Jeanne d'Arc Preview

By Chris Remo, Aug 02, 2007 1:16am PDT The upcoming PSP strategy RPG Jeanne d'Arc, from the RPG maestros at Dragon Quest VIII (PS2) developer Level 5, presents a history in which the legendary Joan of Arc truly was touched by divinity, granting her unearthly powers which she used to lead her countrymen against the English. Because it is a video game, it also presents a history in which the French were pitted against not only the English but against hordes of demons.

Despite that rather predictable concession to video gameness, Jeanne d'Arc's alternate history swords-and-sorcery story, conveyed via 2D animated cutscenes and attractive real-time 3D, is different enough from the standard carbon-copied swords-and-sorcery setting that permeates most games of the genre. Its gameplay is less unique--but that doesn't really end up detracting from the overall experience. Much like Level 5's work on home console games, Jeanne d'Arc doesn't so much markedly innovate within its genre so much as provide a solid and polished example of it. The PSP could use some more tactical RPGs, and Jeanne d'Arc is shaping up to be a good one.

At a recent Sony event, I was able to play the first hour or so of the game, which consisted of several missions. Those familiar with similar turn-based series like Fire Emblem will know what to expect: the player and the AI alternately move their armies across a square-tiled battlefield. Forces are small compared to a straight turn-based strategy game, and each character in a player's party levels up with distinct characteristics and abilities. In this particular game, characters return next battle if they die, though losing mission-critical characters like Jeanne causes an automatic fail.

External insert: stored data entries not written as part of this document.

use flowbot_core::GraphError;
use thiserror::Error;

/// A collaborator call failed, or no collaborator was configured for a
/// state kind the configuration uses.
#[derive(Debug, Error)]
pub enum ClientError {
    #[error("no {0} client configured but the bot definition requires one")]
    NotConfigured(&'static str),
    #[error("client call failed: {source}")]
    Call {
        #[source]
        source: Box<dyn std::error::Error + Send + Sync>,
    },
}

impl ClientError {
    pub fn call(source: impl std::error::Error + Send + Sync + 'static) -> Self {
        ClientError::Call { source: Box::new(source) }
    }
}

/// A turn failed mid-execution. The chat's stored record is left untouched
/// so the next message retries from the same state.
#[derive(Debug, Error)]
pub enum RuntimeError {
    #[error("session keys [{}] not found in current context", .keys.join(", "))]
    MissingSessionKeys { keys: Vec<String> },
    #[error("session key '{key}' not found in current context")]
    SessionKeyNotFound { key: String },
    #[error("session key '{key}' doesn't contain a list: '{found}' found")]
    NotAList { key: String, found: String },
    #[error("extraction key [{key}] not found in response")]
    ExtractionKeyNotFound { key: String },
    #[error("value at extraction key [{key}] can't be stored in the session")]
    UnsupportedResponseValue { key: String },
    #[error(transparent)]
    Client(#[from] ClientError),
    #[error(transparent)]
    Graph(#[from] GraphError),
}
//! Boundary-aware text chunker with fixed overlap.
//!
//! Splits extracted document text into [`TextChunk`]s of at most
//! `chunk_size` characters. Each chunk after the first begins with the
//! final `chunk_overlap` characters of the previous one, so context that
//! straddles a cut is visible to both sides.
//!
//! # Algorithm
//!
//! 1. Measure text in characters (Unicode scalar values), not bytes.
//! 2. If the remaining text from `start` fits in `chunk_size`, emit it as
//!    the final chunk.
//! 3. Otherwise search the back half of the window
//!    `(start + max(overlap, size / 2), start + size]` for the last
//!    paragraph break (`\n\n`), then line break (`\n`), then space. The
//!    separator stays at the end of the chunk. With no separator, cut hard
//!    at `start + size`.
//! 4. The next chunk starts `chunk_overlap` characters before the cut.
//!
//! Nothing is trimmed or dropped, so dropping the first `chunk_overlap`
//! characters of every chunk after the first and concatenating reproduces
//! the input exactly.
//!
//! # Example
//!
//! ```rust
//! use knowledge_base_core::chunk::Chunker;
//!
//! let chunker = Chunker::new(1000, 200).unwrap();
//! let chunks = chunker.split(&"x".repeat(2500)).unwrap();
//! assert_eq!(chunks.len(), 3);
//! assert_eq!(chunks[1].start, 800);
//! ```

use crate::error::{KbError, KbResult};

/// Default maximum chunk length, in characters.
pub const DEFAULT_CHUNK_SIZE: usize = 1000;
/// Default overlap between consecutive chunks, in characters.
pub const DEFAULT_CHUNK_OVERLAP: usize = 200;

/// Split points in order of preference.
const SEPARATORS: [&str; 3] = ["\n\n", "\n", " "];

/// A contiguous span of the input text.
#[derive(Debug, Clone, PartialEq, Eq)]
pub struct TextChunk {
    /// Position in the chunk sequence, starting at 0.
    pub index: usize,
    pub text: String,
    /// Character offset of the first character (inclusive).
    pub start: usize,
    /// Character offset past the last character (exclusive).
    pub end: usize,
}

/// Chunking policy: maximum size and overlap, both in characters.
#[derive(Debug, Clone, Copy, PartialEq, Eq)]
pub struct Chunker {
    chunk_size: usize,
    chunk_overlap: usize,
}

impl Default for Chunker {
    fn default() -> Self {
        Self {
            chunk_size: DEFAULT_CHUNK_SIZE,
            chunk_overlap: DEFAULT_CHUNK_OVERLAP,
        }
    }
}

impl Chunker {
    /// Build a chunker. Requires `chunk_size > 0` and `chunk_overlap < chunk_size`.
    pub fn new(chunk_size: usize, chunk_overlap: usize) -> KbResult<Self> {
        if chunk_size == 0 {
            return Err(KbError::InvalidRequest(
                "chunk_size must be > 0".to_string(),
            ));
        }
        if chunk_overlap >= chunk_size {
            return Err(KbError::InvalidRequest(format!(
                "chunk_overlap ({}) must be smaller than chunk_size ({})",
                chunk_overlap, chunk_size
            )));
        }
        Ok(Self {
            chunk_size,
            chunk_overlap,
        })
    }

    pub fn chunk_size(&self) -> usize {
        self.chunk_size
    }

    pub fn chunk_overlap(&self) -> usize {
        self.chunk_overlap
    }

    /// Split `text` into overlapping chunks.
    ///
    /// Fails with [`KbError::EmptyInput`] when `text` has no
    /// non-whitespace content, so callers can reject the upload instead of
    /// silently storing nothing.
    pub fn split(&self, text: &str) -> KbResult<Vec<TextChunk>> {
        if text.trim().is_empty() {
            return Err(KbError::EmptyInput);
        }

        // bounds[i] is the byte offset of char i; bounds[total] == text.len()
        let bounds: Vec<usize> = text
            .char_indices()
            .map(|(i, _)| i)
            .chain(std::iter::once(text.len()))
            .collect();
        let total = bounds.len() - 1;

        let mut chunks = Vec::new();
        let mut start = 0usize;

        loop {
            let limit = start + self.chunk_size;
            let end = if limit >= total {
                total
            } else {
                self.find_split(text, &bounds, start, limit)
            };

            chunks.push(TextChunk {
                index: chunks.len(),
                text: text[bounds[start]..bounds[end]].to_string(),
                start,
                end,
            });

            if end == total {
                break;
            }
            start = end - self.chunk_overlap;
        }

        Ok(chunks)
    }

    /// Pick the cut for the window `[start, limit)`, returning a char offset
    /// strictly greater than `start + max(overlap, size / 2)`.
    fn find_split(&self, text: &str, bounds: &[usize], start: usize, limit: usize) -> usize {
        let floor = start + self.chunk_overlap.max(self.chunk_size / 2);
        let window_start = bounds[floor];
        let window = &text[window_start..bounds[limit]];

        for sep in SEPARATORS {
            if let Some(pos) = window.rfind(sep) {
                let split_byte = window_start + pos + sep.len();
                // separators are ASCII, so split_byte is always a char boundary
                let split = bounds.partition_point(|&b| b < split_byte);
                if split > floor {
                    return split;
                }
            }
        }

        limit
    }
}
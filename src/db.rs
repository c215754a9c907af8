use anyhow::{Context, Result};
use sqlx::sqlite::{SqliteConnectOptions, SqliteJournalMode, SqlitePool, SqlitePoolOptions};
use std::path::{Path, PathBuf};

/// File name of the per-collection index inside its directory.
pub const INDEX_FILE: &str = "index.sqlite";

pub fn index_path(dir: &Path) -> PathBuf {
    dir.join(INDEX_FILE)
}

/// Open the index database inside `dir`.
///
/// With `create`, the directory and database file are made if missing;
/// without it, a missing file is an error and nothing is written.
///
/// Rollback journaling (not WAL) keeps writes landing on the index file
/// itself, so the directory's modification time tracks ingestion.
pub async fn connect(dir: &Path, create: bool) -> Result<SqlitePool> {
    if create {
        tokio::fs::create_dir_all(dir)
            .await
            .with_context(|| format!("Failed to create index directory: {}", dir.display()))?;
    }

    let db_path = index_path(dir);
    let options = SqliteConnectOptions::new()
        .filename(&db_path)
        .create_if_missing(create)
        .journal_mode(SqliteJournalMode::Delete);

    let pool = SqlitePoolOptions::new()
        .max_connections(2)
        .connect_with(options)
        .await
        .with_context(|| format!("Failed to open index: {}", db_path.display()))?;

    Ok(pool)
}
//! Library-level tests of the indexing pipeline, query engine, and
//! collection manager over real SQLite storage in a temp directory.
//!
//! Embeddings come from a deterministic letter-frequency model so ranking
//! is predictable without downloading anything.

use std::sync::Arc;

use async_trait::async_trait;
use tempfile::TempDir;

use knowledge_base::app::KnowledgeBase;
use knowledge_base::config::Config;
use knowledge_base::db;
use knowledge_base_core::collection::CollectionName;
use knowledge_base_core::embedding::EmbeddingProvider;
use knowledge_base_core::KbError;

/// Unit-normalized a–z letter histogram.
struct LetterEmbedder;

#[async_trait]
impl EmbeddingProvider for LetterEmbedder {
    fn model_name(&self) -> &str {
        "letters"
    }
    fn dims(&self) -> usize {
        26
    }
    async fn embed(&self, texts: &[String]) -> anyhow::Result<Vec<Vec<f32>>> {
        Ok(texts.iter().map(|t| letter_histogram(t)).collect())
    }
}

fn letter_histogram(text: &str) -> Vec<f32> {
    let mut v = vec![0.0f32; 26];
    for c in text.chars().filter(|c| c.is_ascii_alphabetic()) {
        v[(c.to_ascii_lowercase() as u8 - b'a') as usize] += 1.0;
    }
    let norm = v.iter().map(|x| x * x).sum::<f32>().sqrt();
    if norm > 0.0 {
        v.iter_mut().for_each(|x| *x /= norm);
    }
    v
}

fn setup() -> (TempDir, KnowledgeBase) {
    let tmp = TempDir::new().unwrap();
    let mut config = Config::default();
    config.storage.base_dir = tmp.path().join("kb_storage");
    let kb = KnowledgeBase::with_provider(&config, Arc::new(LetterEmbedder)).unwrap();
    (tmp, kb)
}

fn name(raw: &str) -> CollectionName {
    CollectionName::parse(raw).unwrap()
}

/// Minimal single-page PDF drawing `phrase` in Helvetica.
fn minimal_pdf_with_text(phrase: &str) -> Vec<u8> {
    let content = format!("BT /F1 12 Tf 100 700 Td ({}) Tj ET", phrase);
    let mut out = Vec::new();
    out.extend_from_slice(b"%PDF-1.4\n");
    let o1 = out.len();
    out.extend_from_slice(b"1 0 obj << /Type /Catalog /Pages 2 0 R >> endobj\n");
    let o2 = out.len();
    out.extend_from_slice(b"2 0 obj << /Type /Pages /Kids [3 0 R] /Count 1 >> endobj\n");
    let o3 = out.len();
    out.extend_from_slice(b"3 0 obj << /Type /Page /Parent 2 0 R /MediaBox [0 0 612 792] /Contents 4 0 R /Resources << /Font << /F1 5 0 R >> >> >> endobj\n");
    let o4 = out.len();
    out.extend_from_slice(
        format!(
            "4 0 obj << /Length {} >> stream\n{}\nendstream endobj\n",
            content.len(),
            content
        )
        .as_bytes(),
    );
    let o5 = out.len();
    out.extend_from_slice(
        b"5 0 obj << /Type /Font /Subtype /Type1 /BaseFont /Helvetica >> endobj\n",
    );
    let xref_start = out.len();
    out.extend_from_slice(b"xref\n0 6\n");
    out.extend_from_slice(format!("{:010} 65535 f \n", 0).as_bytes());
    for offset in [o1, o2, o3, o4, o5] {
        out.extend_from_slice(format!("{:010} 00000 n \n", offset).as_bytes());
    }
    out.extend_from_slice(b"trailer << /Size 6 /Root 1 0 R >>\nstartxref\n");
    out.extend_from_slice(format!("{}\n", xref_start).as_bytes());
    out.extend_from_slice(b"%%EOF\n");
    out
}

fn minimal_docx_with_paragraphs(paragraphs: &[&str]) -> Vec<u8> {
    use std::io::Write;
    let body: String = paragraphs
        .iter()
        .map(|p| format!("<w:p><w:r><w:t>{}</w:t></w:r></w:p>", p))
        .collect();
    let mut buf = Vec::new();
    {
        let mut zip = zip::ZipWriter::new(std::io::Cursor::new(&mut buf));
        zip.start_file("word/document.xml", zip::write::SimpleFileOptions::default())
            .unwrap();
        let xml = format!(
            "<?xml version=\"1.0\"?><w:document xmlns:w=\"http://schemas.openxmlformats.org/wordprocessingml/2006/main\"><w:body>{}</w:body></w:document>",
            body
        );
        zip.write_all(xml.as_bytes()).unwrap();
        zip.finish().unwrap();
    }
    buf
}

#[tokio::test]
async fn test_2500_char_document_yields_three_chunks() {
    let (_tmp, kb) = setup();
    let text = "lorem ipsum dolor sit amet ".repeat(100);
    let text: String = text.chars().take(2500).collect();

    let outcome = kb
        .pipeline()
        .ingest(text.into_bytes(), "lorem.txt", "docs")
        .await
        .unwrap();
    assert_eq!(outcome.chunks_added, 3);
    assert_eq!(outcome.collection, "docs");

    let stats = kb.collections().stats(&name("docs")).await.unwrap();
    assert_eq!(stats.total_chunks, 3);
    assert_eq!(stats.file_count, 1);
    assert_eq!(stats.source_files["lorem.txt"], 3);
}

#[tokio::test]
async fn test_sequential_ingests_accumulate() {
    let (_tmp, kb) = setup();
    kb.pipeline()
        .ingest(b"first document body".to_vec(), "one.md", "docs")
        .await
        .unwrap();
    kb.pipeline()
        .ingest("x".repeat(1500).into_bytes(), "two.txt", "docs")
        .await
        .unwrap();

    let stats = kb.collections().stats(&name("docs")).await.unwrap();
    assert_eq!(stats.total_chunks, 3);
    assert_eq!(stats.file_count, 2);
    assert_eq!(stats.source_files["one.md"], 1);
    assert_eq!(stats.source_files["two.txt"], 2);

    let listed = kb.collections().list().await.unwrap();
    assert_eq!(listed.len(), 1);
    assert_eq!(listed[0].document_count, 3);
}

#[tokio::test]
async fn test_empty_document_leaves_no_collection() {
    let (_tmp, kb) = setup();
    let err = kb
        .pipeline()
        .ingest(b" \n\n\t ".to_vec(), "blank.txt", "docs")
        .await
        .unwrap_err();
    assert!(matches!(err, KbError::NoContent { .. }));
    assert!(!kb.collections().exists(&name("docs")).await);
}

#[tokio::test]
async fn test_unsupported_extension_rejected_before_storage() {
    let (_tmp, kb) = setup();
    let err = kb
        .pipeline()
        .ingest(b"a,b,c".to_vec(), "table.csv", "docs")
        .await
        .unwrap_err();
    match err {
        KbError::UnsupportedFormat {
            extension,
            supported,
        } => {
            assert_eq!(extension, ".csv");
            assert_eq!(supported, vec![".pdf", ".txt", ".md", ".docx"]);
        }
        other => panic!("unexpected error: {other}"),
    }
    assert!(!kb.collections().base_dir().exists());
}

#[tokio::test]
async fn test_query_ranks_closest_document_first() {
    let (_tmp, kb) = setup();
    kb.pipeline()
        .ingest(b"aaaa aaaa aaaa".to_vec(), "a.txt", "docs")
        .await
        .unwrap();
    kb.pipeline()
        .ingest(b"zzzz zzzz zzzz".to_vec(), "z.txt", "docs")
        .await
        .unwrap();

    let response = kb.engine().query("aaa", "docs", Some(5)).await.unwrap();
    assert_eq!(response.count, 2);
    assert_eq!(response.documents[0].metadata.source_file, "a.txt");
    assert_eq!(response.documents[0].score, 1.0);
    assert!(response.documents[0].distance <= response.documents[1].distance);
    for doc in &response.documents {
        assert!((0.0..=1.0).contains(&doc.score));
        assert_eq!(doc.metadata.collection, "docs");
    }
}

#[tokio::test]
async fn test_query_missing_and_empty_collections() {
    let (_tmp, kb) = setup();
    let err = kb.engine().query("anything", "docs", None).await.unwrap_err();
    assert!(matches!(err, KbError::NotFound(_)));

    std::fs::create_dir_all(kb.collections().path_for(&name("empty"))).unwrap();
    let response = kb.engine().query("anything", "empty", None).await.unwrap();
    assert_eq!(response.count, 0);
    assert!(response.documents.is_empty());

    let err = kb.collections().stats(&name("empty")).await.unwrap_err();
    assert!(matches!(err, KbError::NotFound(_)));
}

#[tokio::test]
async fn test_delete_then_query_not_found() {
    let (_tmp, kb) = setup();
    kb.pipeline()
        .ingest(b"short note".to_vec(), "note.md", "docs")
        .await
        .unwrap();
    assert!(kb.collections().exists(&name("docs")).await);

    kb.collections().delete(&name("docs")).await.unwrap();
    assert!(!kb.collections().exists(&name("docs")).await);
    assert!(matches!(
        kb.engine().query("short", "docs", None).await,
        Err(KbError::NotFound(_))
    ));
    assert!(kb.collections().list().await.unwrap().is_empty());
}

#[tokio::test]
async fn test_listing_skips_corrupt_index() {
    let (_tmp, kb) = setup();
    kb.pipeline()
        .ingest(b"healthy collection".to_vec(), "ok.txt", "good")
        .await
        .unwrap();

    let broken = kb.collections().path_for(&name("broken"));
    std::fs::create_dir_all(&broken).unwrap();
    std::fs::write(db::index_path(&broken), vec![0x5A_u8; 4096]).unwrap();

    let listed = kb.collections().list().await.unwrap();
    let names: Vec<&str> = listed.iter().map(|c| c.name.as_str()).collect();
    assert_eq!(names, vec!["good"]);
}

#[tokio::test]
async fn test_invalid_collection_names_rejected() {
    let (_tmp, kb) = setup();
    for bad in ["", "has space", "../escape", "dots.not.allowed"] {
        let err = kb
            .pipeline()
            .ingest(b"text".to_vec(), "a.txt", bad)
            .await
            .unwrap_err();
        assert!(matches!(err, KbError::InvalidName(_)), "{bad}");
    }
    assert!(!kb.collections().base_dir().exists());
}

#[tokio::test]
async fn test_pdf_and_docx_ingest() {
    let (_tmp, kb) = setup();
    kb.pipeline()
        .ingest(minimal_pdf_with_text("quarterly revenue report"), "report.pdf", "office")
        .await
        .unwrap();
    kb.pipeline()
        .ingest(
            minimal_docx_with_paragraphs(&["Meeting notes", "Action items follow"]),
            "notes.docx",
            "office",
        )
        .await
        .unwrap();

    let stats = kb.collections().stats(&name("office")).await.unwrap();
    assert_eq!(stats.file_count, 2);

    let response = kb.engine().query("notes", "office", Some(10)).await.unwrap();
    let docx_hit = response
        .documents
        .iter()
        .find(|d| d.metadata.source_file == "notes.docx")
        .unwrap();
    assert_eq!(docx_hit.content, "Meeting notes\nAction items follow\n");
    let pdf_hit = response
        .documents
        .iter()
        .find(|d| d.metadata.source_file == "report.pdf")
        .unwrap();
    assert!(pdf_hit.content.contains("quarterly"));
}

/// Letter histograms, remembering how many texts each call carried.
#[derive(Default)]
struct CountingEmbedder {
    calls: std::sync::Mutex<Vec<usize>>,
}

#[async_trait]
impl EmbeddingProvider for CountingEmbedder {
    fn model_name(&self) -> &str {
        "counting"
    }
    fn dims(&self) -> usize {
        26
    }
    async fn embed(&self, texts: &[String]) -> anyhow::Result<Vec<Vec<f32>>> {
        self.calls.lock().unwrap().push(texts.len());
        Ok(texts.iter().map(|t| letter_histogram(t)).collect())
    }
}

#[tokio::test]
async fn test_large_upload_embeds_in_configured_batches() {
    let tmp = TempDir::new().unwrap();
    let mut config = Config::default();
    config.storage.base_dir = tmp.path().join("kb_storage");
    config.embedding.batch_size = 64;
    let embedder = Arc::new(CountingEmbedder::default());
    let kb = KnowledgeBase::with_provider(&config, embedder.clone()).unwrap();

    let outcome = kb
        .pipeline()
        .ingest("word ".repeat(100_000).into_bytes(), "big.txt", "docs")
        .await
        .unwrap();

    let calls = embedder.calls.lock().unwrap().clone();
    assert!(calls.len() > 1, "expected several calls, got {:?}", calls);
    assert!(calls.iter().all(|&n| n <= 64), "{:?}", calls);
    assert!(calls[..calls.len() - 1].iter().all(|&n| n == 64), "{:?}", calls);
    assert_eq!(calls.iter().sum::<usize>(), outcome.chunks_added);

    let stats = kb.collections().stats(&name("docs")).await.unwrap();
    assert_eq!(stats.total_chunks, outcome.chunks_added);
}

/// Three-wide vectors, standing in for a different embedding model.
struct NarrowEmbedder;

#[async_trait]
impl EmbeddingProvider for NarrowEmbedder {
    fn model_name(&self) -> &str {
        "narrow"
    }
    fn dims(&self) -> usize {
        3
    }
    async fn embed(&self, texts: &[String]) -> anyhow::Result<Vec<Vec<f32>>> {
        Ok(texts.iter().map(|_| vec![1.0, 0.0, 0.0]).collect())
    }
}

#[tokio::test]
async fn test_query_after_model_change_is_rejected() {
    let (tmp, kb) = setup();
    kb.pipeline()
        .ingest(b"hello there".to_vec(), "hello.txt", "docs")
        .await
        .unwrap();

    let mut config = Config::default();
    config.storage.base_dir = tmp.path().join("kb_storage");
    let switched = KnowledgeBase::with_provider(&config, Arc::new(NarrowEmbedder)).unwrap();

    let err = switched.engine().query("hello", "docs", None).await.unwrap_err();
    assert!(matches!(err, KbError::InvalidRequest(_)), "{err}");
    assert!(err.to_string().contains("holds 26"), "{err}");
}

#[tokio::test]
async fn test_reads_on_bare_collection_write_nothing() {
    let (_tmp, kb) = setup();
    let dir = kb.collections().path_for(&name("empty"));
    std::fs::create_dir_all(&dir).unwrap();

    let listed = kb.collections().list().await.unwrap();
    assert_eq!(listed[0].name, "empty");
    assert_eq!(listed[0].document_count, 0);
    assert!(kb.collections().stats(&name("empty")).await.is_err());
    assert_eq!(kb.engine().query("anything", "empty", None).await.unwrap().count, 0);

    assert!(!db::index_path(&dir).exists());
    assert_eq!(std::fs::read_dir(&dir).unwrap().count(), 0);

    kb.pipeline()
        .ingest(b"first words".to_vec(), "first.txt", "empty")
        .await
        .unwrap();
    assert!(db::index_path(&dir).is_file());
    assert_eq!(kb.collections().stats(&name("empty")).await.unwrap().total_chunks, 1);
}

To convey Jeanne's divine power, she builds up Soul Power as she fights. Though she begins every battle as an ordinary human girl, she can use her Soul Points once per battle to transform into a much more powerful Valkyrie-like form for a few turns. In that form, she gains the powerful ability to take an additional turn upon killing an enemy, allowing you to set up amusingly checkers-like rampages if you maneuver Jeanne into a situation where she can jump from enemy to enemy indefinitely, killing each in a single blow.

It is of course difficult to glean a nuanced understanding of a game's balance and gameplay mechanics with a brief hands-on, but Jeanne d'Arc seems to put an emphasis on coordinated team formation and a united front. Characters are particularly vulnerable from the flank and rear (leading to the amusing tendency on the part of both the player and AI to constantly be running turn-based circles around one another), and your characters gain a stackable defense bonus when positined adjacently, so you'll want everyone to stick together.

All in all, my experience with Jeanne d'Arc left me eager to play more. It didn't surprise me, nor is it likely to surprise you, but its solid gameplay paired with interesting presentational elements should be fun times for fans of the strategy RPG genre.